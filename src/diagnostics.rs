//! Durable diagnostic log
//!
//! Crash-level faults (failed ChangeLog fan-out, listener probe failures,
//! panics) are appended to `crash.log` so they survive the process even when
//! tracing output is lost. Writing is best-effort and never fails the caller.

use chrono::{SecondsFormat, Utc};
use std::fmt::Write as _;
use std::io::Write as _;
use std::path::{Path, PathBuf};
use std::sync::Mutex;

pub const CRASH_LOG_FILE: &str = "crash.log";

#[derive(Debug)]
pub struct DiagnosticLog {
    path: Option<PathBuf>,
    // serializes appends from concurrent fan-out tasks
    lock: Mutex<()>,
}

fn format_record(session_id: &str, context: &str, detail: &str) -> String {
    let mut out = String::new();
    let _ = writeln!(
        out,
        "ts={}",
        Utc::now().to_rfc3339_opts(SecondsFormat::Millis, true)
    );
    let _ = writeln!(out, "pid={}", std::process::id());
    let _ = writeln!(out, "session={}", session_id);
    let _ = writeln!(out, "context={}", context);
    let _ = writeln!(out, "detail={}", detail);
    out.push('\n');
    out
}

fn append(path: &Path, record: &str) -> std::io::Result<()> {
    if let Some(dir) = path.parent() {
        std::fs::create_dir_all(dir)?;
    }
    let mut file = std::fs::OpenOptions::new()
        .create(true)
        .append(true)
        .open(path)?;
    file.write_all(record.as_bytes())
}

impl DiagnosticLog {
    /// Log appending to `<dir>/crash.log`
    pub fn new(dir: impl AsRef<Path>) -> Self {
        Self {
            path: Some(dir.as_ref().join(CRASH_LOG_FILE)),
            lock: Mutex::new(()),
        }
    }

    /// Log that drops every record (tests, read-only CLI commands)
    pub fn disabled() -> Self {
        Self {
            path: None,
            lock: Mutex::new(()),
        }
    }

    pub fn path(&self) -> Option<&Path> {
        self.path.as_deref()
    }

    /// Append a record for an error, including its context chain
    pub fn record(&self, session_id: &str, context: &str, error: &anyhow::Error) {
        self.record_text(session_id, context, &format!("{:#}", error));
    }

    pub fn record_text(&self, session_id: &str, context: &str, detail: &str) {
        let Some(path) = &self.path else {
            return;
        };
        let record = format_record(session_id, context, detail);
        let _guard = self.lock.lock().unwrap_or_else(|poisoned| poisoned.into_inner());
        if let Err(e) = append(path, &record) {
            tracing::warn!(path = %path.display(), "Failed to write diagnostic log: {}", e);
        }
    }
}

/// Append panics to the diagnostic log before the default hook runs
pub fn install_panic_hook(dir: PathBuf, session_id: String) {
    let default_hook = std::panic::take_hook();
    let log = DiagnosticLog::new(dir);
    std::panic::set_hook(Box::new(move |info| {
        let mut detail = info.to_string();
        let backtrace = std::backtrace::Backtrace::force_capture();
        let _ = write!(&mut detail, "\nbacktrace:\n{backtrace}");
        log.record_text(&session_id, "panic", &detail);
        default_hook(info);
    }));
}

#[cfg(test)]
mod tests {
    use super::*;
    use anyhow::Context;

    #[test]
    fn test_records_are_appended() {
        let dir = tempfile::tempdir().unwrap();
        let log = DiagnosticLog::new(dir.path().join("diag"));

        let err = Err::<(), _>(anyhow::anyhow!("timeout"))
            .context("create ChangeLog for Y")
            .unwrap_err();
        log.record("X", "propagate", &err);
        log.record_text("X", "listener", "probe failed");

        let content = std::fs::read_to_string(log.path().unwrap()).unwrap();
        assert!(content.contains("session=X"));
        assert!(content.contains("context=propagate"));
        assert!(content.contains("detail=create ChangeLog for Y: timeout"));
        assert!(content.contains("context=listener"));
        assert_eq!(content.matches("ts=").count(), 2);
    }

    #[test]
    fn test_disabled_log_writes_nothing() {
        let log = DiagnosticLog::disabled();
        assert!(log.path().is_none());
        log.record_text("X", "ctx", "nothing happens");
    }
}
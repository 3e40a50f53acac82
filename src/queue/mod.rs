//! Command queue and single-consumer dispatcher
//!
//! ## Design
//!
//! Uses an unbounded mpsc channel + one background task:
//! 1. `enqueue(statement)` never blocks and may be called from any task
//! 2. The dispatcher drains statements in FIFO order and executes them one
//!    at a time against the `GraphStore`
//! 3. A failing statement is logged with its full Cypher and skipped
//! 4. On shutdown the dispatcher finishes what is already queued, then exits
//!
//! Order is only guaranteed between statements enqueued by the same caller;
//! concurrent producers interleave.

use crate::cypher::Statement;
use crate::neo4j::GraphStore;
use std::sync::atomic::{AtomicU64, Ordering};
use std::sync::Arc;
use std::time::Duration;
use tokio::sync::mpsc;
use tokio::task::JoinHandle;
use tokio_util::sync::CancellationToken;
use tracing::{debug, error, info, warn};

#[derive(Debug, Default)]
struct QueueStats {
    enqueued: AtomicU64,
    executed: AtomicU64,
    failed: AtomicU64,
}

/// Point-in-time queue counters
#[derive(Debug, Clone, Copy, PartialEq, Eq, Default)]
pub struct QueueCounts {
    pub enqueued: u64,
    pub executed: u64,
    pub failed: u64,
}

impl QueueCounts {
    /// Statements accepted but not yet executed or failed
    pub fn pending(&self) -> u64 {
        self.enqueued.saturating_sub(self.executed + self.failed)
    }
}

impl QueueStats {
    fn counts(&self) -> QueueCounts {
        QueueCounts {
            enqueued: self.enqueued.load(Ordering::SeqCst),
            executed: self.executed.load(Ordering::SeqCst),
            failed: self.failed.load(Ordering::SeqCst),
        }
    }
}

/// Producer handle. Cheap to clone.
#[derive(Debug, Clone)]
pub struct CommandQueue {
    tx: mpsc::UnboundedSender<Statement>,
    stats: Arc<QueueStats>,
}

/// Consumer side, handed to [`Dispatcher::spawn`]
#[derive(Debug)]
pub struct QueueReceiver {
    rx: mpsc::UnboundedReceiver<Statement>,
    stats: Arc<QueueStats>,
}

impl CommandQueue {
    pub fn new() -> (CommandQueue, QueueReceiver) {
        let (tx, rx) = mpsc::unbounded_channel();
        let stats = Arc::new(QueueStats::default());
        (
            CommandQueue {
                tx,
                stats: stats.clone(),
            },
            QueueReceiver { rx, stats },
        )
    }

    /// Queue a statement for execution.
    ///
    /// Returns false when the dispatcher is gone and the statement was dropped.
    pub fn enqueue(&self, statement: Statement) -> bool {
        if statement.is_empty() {
            return true;
        }
        match self.tx.send(statement) {
            Ok(()) => {
                self.stats.enqueued.fetch_add(1, Ordering::SeqCst);
                true
            }
            Err(mpsc::error::SendError(statement)) => {
                warn!(
                    statement = %statement,
                    "Dispatcher stopped, statement dropped"
                );
                false
            }
        }
    }

    pub fn counts(&self) -> QueueCounts {
        self.stats.counts()
    }
}

impl QueueReceiver {
    /// Take everything currently queued without executing it
    #[cfg(test)]
    pub fn drain_now(&mut self) -> Vec<Statement> {
        let mut out = Vec::new();
        while let Ok(st) = self.rx.try_recv() {
            out.push(st);
        }
        out
    }
}

/// Background task executing queued statements in order
pub struct Dispatcher {
    cancel: CancellationToken,
    handle: Option<JoinHandle<()>>,
    stats: Arc<QueueStats>,
}

impl Dispatcher {
    /// Spawn the dispatcher on the current runtime
    pub fn spawn(receiver: QueueReceiver, store: Arc<dyn GraphStore>) -> Self {
        let cancel = CancellationToken::new();
        let stats = receiver.stats.clone();
        let handle = tokio::spawn(Self::run_loop(receiver, store, cancel.clone()));
        Self {
            cancel,
            handle: Some(handle),
            stats,
        }
    }

    pub fn counts(&self) -> QueueCounts {
        self.stats.counts()
    }

    async fn run_loop(
        mut receiver: QueueReceiver,
        store: Arc<dyn GraphStore>,
        cancel: CancellationToken,
    ) {
        loop {
            tokio::select! {
                biased;
                next = receiver.rx.recv() => match next {
                    Some(statement) => {
                        Self::execute(&*store, &receiver.stats, statement).await;
                    }
                    None => break, // every producer dropped
                },
                _ = cancel.cancelled() => {
                    receiver.rx.close();
                    while let Some(statement) = receiver.rx.recv().await {
                        Self::execute(&*store, &receiver.stats, statement).await;
                    }
                    break;
                }
            }
        }
        debug!("Dispatcher loop finished");
    }

    async fn execute(store: &dyn GraphStore, stats: &QueueStats, statement: Statement) {
        match store.execute_statement(&statement).await {
            Ok(()) => {
                stats.executed.fetch_add(1, Ordering::SeqCst);
                debug!(statement = %statement, "Statement executed");
            }
            Err(e) => {
                stats.failed.fetch_add(1, Ordering::SeqCst);
                error!(
                    statement = %statement,
                    error = %e,
                    "Statement failed, skipping"
                );
            }
        }
    }

    /// Stop accepting work, finish what is queued, and wait up to `grace`
    pub async fn shutdown(mut self, grace: Duration) -> QueueCounts {
        self.cancel.cancel();
        if let Some(handle) = self.handle.take() {
            match tokio::time::timeout(grace, handle).await {
                Ok(Ok(())) => {}
                Ok(Err(e)) => warn!("Dispatcher task ended abnormally: {}", e),
                Err(_) => warn!("Dispatcher did not drain within {:?}, abandoning", grace),
            }
        }
        let counts = self.stats.counts();
        info!(
            executed = counts.executed,
            failed = counts.failed,
            pending = counts.pending(),
            "Dispatcher stopped"
        );
        counts
    }
}

impl Drop for Dispatcher {
    fn drop(&mut self) {
        self.cancel.cancel();
    }
}
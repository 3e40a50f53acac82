//! Neo4j client and models for the shared building graph

pub mod client;
mod impl_graph_store;
pub mod models;
pub mod traits;

pub use client::Neo4jClient;
pub use models::*;
pub use traits::GraphStore;

#[cfg(test)]
pub(crate) mod mock;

==========

▶ **Requirement**
Could you copy every line from the records that mentions the word "Some"?

▶ **The answer**
    if let Some(dir) = path.parent() {
            path: Some(dir.as_ref().join(CRASH_LOG_FILE)),
        let Some(path) = &self.path else {
            handle: Some(handle),
                    Some(statement) => {
                    while let Some(statement) = receiver.rx.recv().await {
        if let Some(handle) = self.handle.take() {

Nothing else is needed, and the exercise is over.